* _Task directions_: Output the lines below exactly, please, from the first line until the line with "fn matches(&self, candidate: &str)", counting both.

[Saved entries]
######
//! Sumo Logic collector client
//!
//! A [`Collector`] wraps one remote collector: its name, the API credentials
//! and lazily fetched views of the collector listing and of its sources.
//! Every mutating call invalidates the source cache, and [`Collector::refresh`]
//! re-reads both listings.
//!
//! Calls that take a `timeout` are retried with a linear backoff until the
//! deadline elapses (see [`retry`]); without one a failure is returned after a
//! single attempt.

pub mod api;
pub mod cache;
pub mod error;
pub mod model;
pub mod retry;

pub use api::{
    ApiRequest, Credentials, RawResponse, SumoApi, DEFAULT_API_ENDPOINT, DEFAULT_REQUEST_TIMEOUT,
};
pub use cache::Cached;
pub use error::{Result, SumoError};
pub use model::{CollectorInfo, CollectorList, Source, SourceList, SourceSpec};
pub use retry::RetryPolicy;

use crate::config::SumoConfig;
use model::SourceEnvelope;
use regex::Regex;
use reqwest::header::ETAG;
use std::time::Duration;
use tracing::debug;

/// How a collector name from the listing is matched against ours
#[derive(Debug, Clone)]
enum NameMatcher {
    Exact(String),
    /// Also accepts `<name>-<13 digit millisecond timestamp>`
    Timestamped { name: String, pattern: Regex },
}

impl NameMatcher {
    fn new(name: &str, timestamped: bool) -> Result<Self> {
        if !timestamped {
            return Ok(NameMatcher::Exact(name.to_string()));
        }
        let pattern = Regex::new(&format!("^{}-[0-9]{{13}}$", regex::escape(name)))?;
        Ok(NameMatcher::Timestamped {
            name: name.to_string(),
            pattern,
        })
    }

    fn matches(&self, candidate: &str) -> bool {
        match self {
            NameMatcher::Exact(name) => candidate == name,
            NameMatcher::Timestamped { name, pattern } => {
                candidate == name || pattern.is_match(candidate)
            }
        }
    }
}

/// Client for one Sumo Logic collector and its sources
#[derive(Debug)]
pub struct Collector {
    name: String,
    matcher: NameMatcher,
    api: SumoApi,
    collectors_limit: Option<u32>,
    read_timeout: Option<RetryPolicy>,
    collectors: Cached<CollectorList>,
    sources: Cached<Vec<Source>>,
}

impl Collector {
    pub fn new(name: impl Into<String>, api: SumoApi) -> Self {
        let name = name.into();
        Self {
            matcher: NameMatcher::Exact(name.clone()),
            name,
            api,
            collectors_limit: None,
            read_timeout: None,
            collectors: Cached::new(),
            sources: Cached::new(),
        }
    }

    /// Build a collector client from the API settings
    pub fn from_config(config: &SumoConfig, name: impl Into<String>) -> Result<Self> {
        let api = SumoApi::new(
            config.api_endpoint.clone(),
            Credentials::new(config.username.clone(), config.password.clone()),
            Duration::from_secs(config.request_timeout),
        )?;

        Collector::new(name, api)
            .collectors_limit(config.api_collectors_limit)
            .read_timeout(RetryPolicy::from_secs(config.timeout))
            .match_timestamped_names(config.match_timestamped_names)
    }

    /// Request at most `limit` collectors per listing
    pub fn collectors_limit(mut self, limit: Option<u32>) -> Self {
        self.collectors_limit = limit;
        self
    }

    /// Retry budget used for the cached listings
    pub fn read_timeout(mut self, policy: Option<RetryPolicy>) -> Self {
        self.read_timeout = policy;
        self
    }

    pub fn match_timestamped_names(mut self, enabled: bool) -> Result<Self> {
        self.matcher = NameMatcher::new(&self.name, enabled)?;
        Ok(self)
    }

    pub fn name(&self) -> &str {
        &self.name
    }

    pub fn api(&self) -> &SumoApi {
        &self.api
    }

    /// Fetch the collector listing, bypassing the cache
    pub async fn list_collectors(&self, timeout: Option<RetryPolicy>) -> Result<CollectorList> {
        fetch_collectors(&self.api, self.collectors_limit, timeout).await
    }

    /// Cached collector listing
    pub async fn collectors(&mut self) -> Result<&[CollectorInfo]> {
        let Self {
            ref api,
            ref mut collectors,
            collectors_limit,
            read_timeout,
            ..
        } = *self;
        let list = collectors
            .get_or_try_fetch(|| fetch_collectors(api, collectors_limit, read_timeout))
            .await?;
        Ok(&list.collectors)
    }

    /// The listing entry of this collector, if it exists
    pub async fn metadata(&mut self) -> Result<Option<&CollectorInfo>> {
        let Self {
            ref api,
            ref matcher,
            ref mut collectors,
            collectors_limit,
            read_timeout,
            ..
        } = *self;
        let list = collectors
            .get_or_try_fetch(|| fetch_collectors(api, collectors_limit, read_timeout))
            .await?;
        Ok(list.collectors.iter().find(|c| matcher.matches(&c.name)))
    }

    pub async fn exists(&mut self) -> Result<bool> {
        Ok(self.metadata().await?.is_some())
    }

    /// Remote id of this collector
    pub async fn id(&mut self) -> Result<u64> {
        let id = self.metadata().await?.map(|c| c.id);
        id.ok_or_else(|| SumoError::CollectorNotFound(self.name.clone()))
    }

    /// Cached sources of this collector
    pub async fn sources(&mut self) -> Result<&[Source]> {
        let id = self.id().await?;
        let Self {
            ref api,
            ref mut sources,
            read_timeout,
            ..
        } = *self;
        let list = sources
            .get_or_try_fetch(|| fetch_sources(api, id, read_timeout))
            .await?;
        Ok(list.as_slice())
    }

    /// Whether a source named `name` exists. False when the collector itself
    /// does not exist.
    pub async fn source_exists(&mut self, name: &str) -> Result<bool> {
        if !self.exists().await? {
            return Ok(false);
        }
        Ok(self.sources().await?.iter().any(|s| s.name == name))
    }

    pub async fn source(&mut self, name: &str) -> Result<Option<&Source>> {
        Ok(self.sources().await?.iter().find(|s| s.name == name))
    }

    /// Remote id of the source named `name`
    pub async fn source_id(&mut self, name: &str) -> Result<u64> {
        let id = self.source(name).await?.map(|s| s.id);
        id.ok_or_else(|| SumoError::SourceNotFound {
            name: name.to_string(),
            collector: self.name.clone(),
        })
    }

    /// Create a source. The response body is returned unparsed.
    pub async fn add_source(
        &mut self,
        spec: &SourceSpec,
        timeout: Option<RetryPolicy>,
    ) -> Result<RawResponse> {
        let id = self.id().await?;
        let request = ApiRequest::post(self.api.url(&format!("collectors/{}/sources", id)))
            .json(&SourceEnvelope::create(spec))?;

        debug!(collector = %self.name, source = %spec.name, "Adding source");
        let response = self.api.request(&request, timeout).await;
        self.sources.invalidate();
        response
    }

    /// Replace source `source_id` with `spec`.
    ///
    /// Every attempt fetches the current etag and sends it as `If-Match`, so
    /// the write only lands on the version that was just read.
    pub async fn update_source(
        &mut self,
        source_id: u64,
        spec: &SourceSpec,
        timeout: Option<RetryPolicy>,
    ) -> Result<RawResponse> {
        let id = self.id().await?;
        let url = self.api.url(&format!("collectors/{}/sources/{}", id, source_id));
        let request = ApiRequest::put(url.as_str()).json(&SourceEnvelope::update(spec, source_id))?;

        debug!(collector = %self.name, source = %spec.name, source_id, "Updating source");
        let api = &self.api;
        let (url, request) = (&url, &request);
        let response = retry::run(timeout, move || async move {
            let etag = fetch_etag(api, url, source_id).await?;
            api.execute(&request.clone().if_match(etag)).await
        })
        .await;
        self.sources.invalidate();
        response
    }

    /// Delete source `source_id`
    pub async fn delete_source(
        &mut self,
        source_id: u64,
        timeout: Option<RetryPolicy>,
    ) -> Result<RawResponse> {
        let id = self.id().await?;
        let request =
            ApiRequest::delete(self.api.url(&format!("collectors/{}/sources/{}", id, source_id)));

        debug!(collector = %self.name, source_id, "Deleting source");
        let response = self.api.request(&request, timeout).await;
        self.sources.invalidate();
        response
    }

    /// Current etag of source `source_id`
    pub async fn etag(&mut self, source_id: u64, timeout: Option<RetryPolicy>) -> Result<String> {
        let id = self.id().await?;
        let url = self.api.url(&format!("collectors/{}/sources/{}", id, source_id));
        let api = &self.api;
        let url = &url;
        retry::run(timeout, move || fetch_etag(api, url, source_id)).await
    }

    /// Drop both caches and read them again from the API
    pub async fn refresh(&mut self) -> Result<()> {
        self.collectors.invalidate();
        self.sources.invalidate();
        self.sources().await?;
        Ok(())
    }
}

async fn fetch_collectors(
    api: &SumoApi,
    limit: Option<u32>,
    timeout: Option<RetryPolicy>,
) -> Result<CollectorList> {
    let path = match limit {
        Some(limit) => format!("collectors?limit={}", limit),
        None => "collectors".to_string(),
    };
    api.request_json(&ApiRequest::get(api.url(&path)), timeout)
        .await
}

async fn fetch_sources(
    api: &SumoApi,
    collector_id: u64,
    timeout: Option<RetryPolicy>,
) -> Result<Vec<Source>> {
    let request = ApiRequest::get(api.url(&format!("collectors/{}/sources", collector_id)));
    let list: SourceList = api.request_json(&request, timeout).await?;
    Ok(list.sources)
}

/// Single attempt: read one source and return its `ETag` header
async fn fetch_etag(api: &SumoApi, url: &str, source_id: u64) -> Result<String> {
    let response = api.execute(&ApiRequest::get(url)).await?;
    response
        .header(ETAG.as_str())
        .map(str::to_string)
        .ok_or(SumoError::MissingEtag(source_id))
}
######
* _Your response_:
//! Sumo Logic collector client
//!
//! A [`Collector`] wraps one remote collector: its name, the API credentials
//! and lazily fetched views of the collector listing and of its sources.
//! Every mutating call invalidates the source cache, and [`Collector::refresh`]
//! re-reads both listings.
//!
//! Calls that take a `timeout` are retried with a linear backoff until the
//! deadline elapses (see [`retry`]); without one a failure is returned after a
//! single attempt.

pub mod api;
pub mod cache;
pub mod error;
pub mod model;
pub mod retry;

pub use api::{
    ApiRequest, Credentials, RawResponse, SumoApi, DEFAULT_API_ENDPOINT, DEFAULT_REQUEST_TIMEOUT,
};
pub use cache::Cached;
pub use error::{Result, SumoError};
pub use model::{CollectorInfo, CollectorList, Source, SourceList, SourceSpec};
pub use retry::RetryPolicy;

use crate::config::SumoConfig;
use model::SourceEnvelope;
use regex::Regex;
use reqwest::header::ETAG;
use std::time::Duration;
use tracing::debug;

/// How a collector name from the listing is matched against ours
#[derive(Debug, Clone)]
enum NameMatcher {
    Exact(String),
    /// Also accepts `<name>-<13 digit millisecond timestamp>`
    Timestamped { name: String, pattern: Regex },
}

impl NameMatcher {
    fn new(name: &str, timestamped: bool) -> Result<Self> {
        if !timestamped {
            return Ok(NameMatcher::Exact(name.to_string()));
        }
        let pattern = Regex::new(&format!("^{}-[0-9]{{13}}$", regex::escape(name)))?;
        Ok(NameMatcher::Timestamped {
            name: name.to_string(),
            pattern,
        })
    }

    fn matches(&self, candidate: &str) -> bool {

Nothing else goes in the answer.